Preston begins his narrative in Meliandou, a village in the Guéckédou region of Guinea. A toddler called Emile Ouamouno wanders away from his mother to make his own entertainment in the shade of a decaying tree. There, “he might have played with a groggy bat, or he might have gotten some bat blood or bat urine in his eyes or in a cut in his skin.”

Emile is the index case; the first victim of a virus that has been dormant for decades and for which there is no cure. Within weeks, Emile, his mother, his sister, and his grandmother would all be dead. In total, more than 11,000 people will die, most of them in Emile’s native Guinea and in the neighboring countries of Sierra Leone and Liberia.



Ebola is highly contagious, and it is a brave team of scientists and medics who scramble to try to contain the virus. They establish a “red zone,” where confirmed and suspected cases are quarantined: “Patients die in the red zone. They are not permitted to die anywhere else.”

Ebola’s contagiousness means that it can spread through the burial ceremonies for its victims. Early in the outbreak, scientists trace more than 365 cases to a single funeral. “The Ebola virus,” Preston observes, “moves from one person to the next by following the deepest and most personal ties of love, care, and duty that join people to one another and most clearly define us as human.”

Preston provides a history of the virus, from its first recorded appearance in 1976. Its first symptoms are flu-like, but these quickly give way to fever, paralysis, diarrhea, and bleeding. Strange though it seems, the virus also causes hiccups. On average, 50 percent of those infected die. Fluid loss is the usual cause of death. The virus interferes with the body’s natural immune response, weakening patients’ immune systems. There is no known cure, and at the time of the 2013 outbreak, there was no vaccine and no drug treatments available.



However, the focus of Preston’s account is the human stories, particularly heroic figures like Lisa Hensley, an American researcher who voluntarily traveled to West Africa to offer her help, and Humarr Khan, a physician from Sierra Leone who had already turned down a lucrative position in America to stay in his homeland to help fight another viral outbreak (of Lassa Fever).
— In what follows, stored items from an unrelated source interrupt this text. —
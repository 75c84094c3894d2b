// File: src/error.rs
use crate::core::types::SpecialKind;
use std::io;
use thiserror::Error;

/// A surface string could not be decomposed into alphabet letters.
#[derive(Debug, Clone, PartialEq, Eq, Error)]
pub enum ParseError {
    #[error("cannot parse an empty word")]
    EmptyInput,

    #[error("no alphabet letter matches at `{remainder}`")]
    NoMatchingLetter { remainder: String },
}

/// The letter table or a generation/selection setting is unusable.
///
/// These are raised while building a generator or selector, never while
/// generating, so a bad table fails at startup instead of mid-request.
#[derive(Debug, Clone, PartialEq, Error)]
pub enum ConfigurationError {
    #[error("malformed letter table: {0}")]
    MalformedTable(String),

    #[error("no letter can be generated at {position} after {after:?}")]
    EmptyCandidatePool {
        position: &'static str,
        after: Option<SpecialKind>,
    },

    #[error("invalid word length range {min}..={max}")]
    InvalidLengthRange { min: usize, max: usize },

    #[error("invalid selection setting: {0}")]
    InvalidSelection(String),
}

/// Everything the engine and its store can fail with.
#[derive(Debug, Error)]
pub enum Error {
    #[error(transparent)]
    Parse(#[from] ParseError),

    #[error(transparent)]
    Configuration(#[from] ConfigurationError),

    #[error("IO error: {0}")]
    Io(#[from] io::Error),

    #[error("serialization error: {0}")]
    Encode(#[from] bincode::Error),

    #[error("config file error: {0}")]
    Json(#[from] serde_json::Error),
}

pub type Result<T, E = Error> = std::result::Result<T, E>;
Khan contracted the Ebola virus in the course of trying to manage the outbreak. At the time, Western researchers were excited about an experimental drug called ZMapp: doctors nicknamed it “Wow,” because “everybody was typing Wow in their emails.” ZMapp had been found to work in monkeys, but it had never been tested on humans.

Was it ethically appropriate to test it now? When Khan fell ill, Western medics debated whether to administer the treatment to the medical man. Khan himself wanted to try it. The decision was agonizing: he might die without it; but equally, he might survive the virus without it, while the treatment could kill him.
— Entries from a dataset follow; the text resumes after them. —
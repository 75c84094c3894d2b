// src/core/generator.rs
use crate::core::alphabet::PhoneticAlphabet;
use crate::core::types::{Letter, ParsedWord, SpecialKind};
use crate::error::ConfigurationError;
use rand::distributions::{Distribution, WeightedIndex};
use rand::Rng;
use tracing::debug;

/// Weight of the shortest and longest lengths relative to interior ones.
const EDGE_LENGTH_WEIGHT: f64 = 0.2;

/// Target-length distribution biased toward medium-length words.
#[derive(Debug, Clone)]
pub struct LengthDistribution {
    min: usize,
    max: usize,
    index: WeightedIndex<f64>,
}

impl LengthDistribution {
    pub fn new(min: usize, max: usize) -> Result<Self, ConfigurationError> {
        if min == 0 || min > max {
            return Err(ConfigurationError::InvalidLengthRange { min, max });
        }
        let weights = (min..=max).map(|len| if len == min || len == max { EDGE_LENGTH_WEIGHT } else { 1.0 });
        let index = WeightedIndex::new(weights)
            .map_err(|_| ConfigurationError::InvalidLengthRange { min, max })?;
        Ok(Self { min, max, index })
    }

    pub fn min(&self) -> usize {
        self.min
    }

    pub fn max(&self) -> usize {
        self.max
    }

    pub fn sample<R: Rng + ?Sized>(&self, rng: &mut R) -> usize {
        self.min + self.index.sample(rng)
    }
}

/// Letters allowed in one positional context, with their weighted picker.
#[derive(Debug, Clone)]
struct Pool {
    letters: Vec<usize>,
    index: WeightedIndex<f64>,
}

/// Where a position sits in the word, which decides the positional bans.
#[derive(Debug, Clone, Copy, PartialEq, Eq)]
enum Slot {
    /// Word-initial and word-final at once (single-letter words).
    Only,
    First,
    Middle,
    Last,
}

impl Slot {
    fn of(position: usize, length: usize) -> Self {
        match (position == 0, position + 1 == length) {
            (true, true) => Slot::Only,
            (true, false) => Slot::First,
            (false, false) => Slot::Middle,
            (false, true) => Slot::Last,
        }
    }

    fn name(self) -> &'static str {
        match self {
            Slot::Only => "the only position",
            Slot::First => "the first position",
            Slot::Middle => "a middle position",
            Slot::Last => "the last position",
        }
    }

    fn admits(self, letter: &Letter) -> bool {
        let first = matches!(self, Slot::Only | Slot::First);
        let last = matches!(self, Slot::Only | Slot::Last);
        !(first && letter.not_first) && !(last && letter.not_last)
    }
}

/// Draws random letter sequences, one letter at a time, remembering only the
/// previous letter's marker kind.
///
/// Every candidate pool is built up front, so a table that could leave some
/// position without candidates is rejected here and `generate` cannot fail.
#[derive(Debug, Clone)]
pub struct WordGenerator<'a> {
    alphabet: &'a PhoneticAlphabet,
    lengths: LengthDistribution,
    /// Indexed by [`WordGenerator::pool_key`].
    pools: Vec<Pool>,
}

impl WordGenerator<'static> {
    pub fn standard(min_length: usize, max_length: usize) -> Result<Self, ConfigurationError> {
        Self::new(PhoneticAlphabet::standard(), LengthDistribution::new(min_length, max_length)?)
    }
}

impl<'a> WordGenerator<'a> {
    pub fn new(alphabet: &'a PhoneticAlphabet, lengths: LengthDistribution) -> Result<Self, ConfigurationError> {
        let mut pools = Vec::new();
        for slot in [Slot::Only, Slot::First, Slot::Middle, Slot::Last] {
            for previous in Self::predecessors(slot) {
                let letters: Vec<usize> = alphabet
                    .letters()
                    .iter()
                    .enumerate()
                    .filter(|(_, l)| slot.admits(l) && l.allowed_after(previous))
                    .map(|(i, _)| i)
                    .collect();
                let weights = letters.iter().map(|&i| alphabet.letters()[i].weight);
                let index = WeightedIndex::new(weights).map_err(|_| ConfigurationError::EmptyCandidatePool {
                    position: slot.name(),
                    after: previous,
                })?;
                debug!(slot = slot.name(), ?previous, candidates = letters.len(), "built letter pool");
                pools.push(Pool { letters, index });
            }
        }
        Ok(Self { alphabet, lengths, pools })
    }

    /// Generates one word with a length drawn from the length distribution.
    pub fn generate<R: Rng + ?Sized>(&self, rng: &mut R) -> ParsedWord {
        let length = self.lengths.sample(rng);
        self.generate_with_length(length, rng)
    }

    fn generate_with_length<R: Rng + ?Sized>(&self, length: usize, rng: &mut R) -> ParsedWord {
        let mut letters: Vec<Letter> = Vec::with_capacity(length);
        for position in 0..length {
            let previous = letters.last().and_then(|l| l.special);
            let pool = &self.pools[Self::pool_key(Slot::of(position, length), previous)];
            let chosen = pool.letters[pool.index.sample(rng)];
            letters.push(self.alphabet.letters()[chosen].clone());
        }
        ParsedWord::from_nonempty(letters)
    }

    /// Predecessor marker kinds a slot can see. Initial slots have no predecessor.
    fn predecessors(slot: Slot) -> Vec<Option<SpecialKind>> {
        match slot {
            Slot::Only | Slot::First => vec![None],
            Slot::Middle | Slot::Last => std::iter::once(None).chain(SpecialKind::ALL.map(Some)).collect(),
        }
    }

    fn pool_key(slot: Slot, previous: Option<SpecialKind>) -> usize {
        let offset = |p: Option<SpecialKind>| match p {
            None => 0,
            Some(kind) => 1 + SpecialKind::ALL.iter().position(|k| *k == kind).unwrap_or(0),
        };
        match slot {
            Slot::Only => 0,
            Slot::First => 1,
            Slot::Middle => 2 + offset(previous),
            Slot::Last => 7 + offset(previous),
        }
    }
}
There was another factor at play. Local people had become deeply distrustful of foreign medics. Preston explains that from their point of view, the doctors were “white foreigners” who showed up in “spacesuits” to take away people who in most cases never returned. Even their bodies were never seen again, as they remained infectious and had to be disposed of. “Many didn’t believe in this thing called Ebola.”

Doctors Without Borders reasoned that Khan might die from the ZMapp treatment or be “miraculously” cured by it, and either result might become fuel for further rumors. These rumors were already impacting NGOs’ ability to do their work. At least one community hid people infected with the virus and attacked doctors who tried to take them away. When epidemiologists tried to disrupt the burial of a victim, they were attacked with rocks and nearly killed.

Doctors Without Borders ultimately decided to deny Khan treatment. He died. Later, ZMapp would be administered to two Americans, both of whom survived.



Preston closes his account of the epidemic with an analysis of the likelihood of future outbreaks. He warns that Ebola has emerged in recent decades in part because of human penetration into previously wild places, where diseases carried by other species (in this case fruit bats) can infect people. He points out that this pattern is present not just in Africa but also in Asia and, in fact, the U.S., where tick-borne diseases are on the rise.